I was wondering about that .... :-)

Device sharing with a "live" OF is just an absolute pain in the ass and
I'm actually pretty happy not to have to do it. Segher and I, and more
recently, paulus and I, have been discussing about ways to deal with it
or make a version of SLOF (segher's pet OF implementation) that could
stay alive but the more I think about the burden, the more I'm inclined
to just give up...

There have been a recurring need for system vendors to provide
"firmware" type code to be called from the OS or to co-exist with the OS
though.

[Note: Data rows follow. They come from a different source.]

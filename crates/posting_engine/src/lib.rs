//! Posting engine: fetch, render and extraction collaborators, and the
//! effect loop that drives the core state machine.
mod analysis;
mod clean;
mod decode;
mod engine;
mod extract;
mod fallback;
mod fetch;
mod history;
mod persist;
mod pipeline;
mod render;
mod structured;
mod text;
mod types;

pub use analysis::{
    estimate_cost, parse_analysis, AnalysisError, Analyzer, AnalyzerSettings,
    ChatCompletionsAnalyzer, JobAnalysis, TokenUsage,
};
pub use clean::MarkupCleaner;
pub use decode::{decode_markup, DecodeError, DecodedMarkup};
pub use engine::{EngineHandle, EngineServices};
pub use extract::{is_script_shell, Extractor};
pub use fallback::ReadabilityExtractor;
pub use fetch::{
    browser_headers, ChannelProgressSink, FetchSettings, FetchedPage, Fetcher,
    NullProgressSink, ProgressSink, ReqwestFetcher, DEFAULT_USER_AGENT,
};
pub use history::{RunRecord, RunSink};
pub use persist::{ensure_parent_dir, write_atomic, PersistError};
pub use pipeline::{Pipeline, PipelineSettings};
pub use render::{RenderError, RenderServiceClient, Renderer};
pub use structured::{
    classify_json_ld, find_job_posting, normalize_fields, JsonLdShape, StructuredDataExtractor,
};
pub use text::{element_text, fragment_text, link_density, visible_len};
pub use types::{EngineEvent, JobId, JobProgress, JobReport, Stage};
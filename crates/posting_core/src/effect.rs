use url::Url;

use crate::StrategyKind;

#[derive(Debug, Clone, PartialEq, Eq)]
pub enum Effect {
    Fetch { url: Url },
    RunStrategy(StrategyKind),
    /// The run reached `Validated` or `Exhausted`; collect the result.
    Finished,
}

Wether that's a good idea or not or wether those vendor
justifications for that are valid or not is of course debatable ;-)

Some of those attemptes resulted in horrors ranging from SMM BIOSes to
RTAS, via ACPI AML stuff or even worse, Apple's platform function
"scripts" in the device-tree.

I think every single of these approaches have proven that it actually
caused more problems than it solves.

Most of the time, the goal is to actually ease the OS work by
abstracting dodgy motherboard bits, like all the random IOs to toggle to
enable clocks on a given bus for power management etc... But every time,
it's been abused as a way to hide implementation details or hardware
specs, and everytime, bugs in those "firmware" provided blobs have
proven more damageable than having clear documentation for the HW and
proper driver code to deal with it.
 
Ben.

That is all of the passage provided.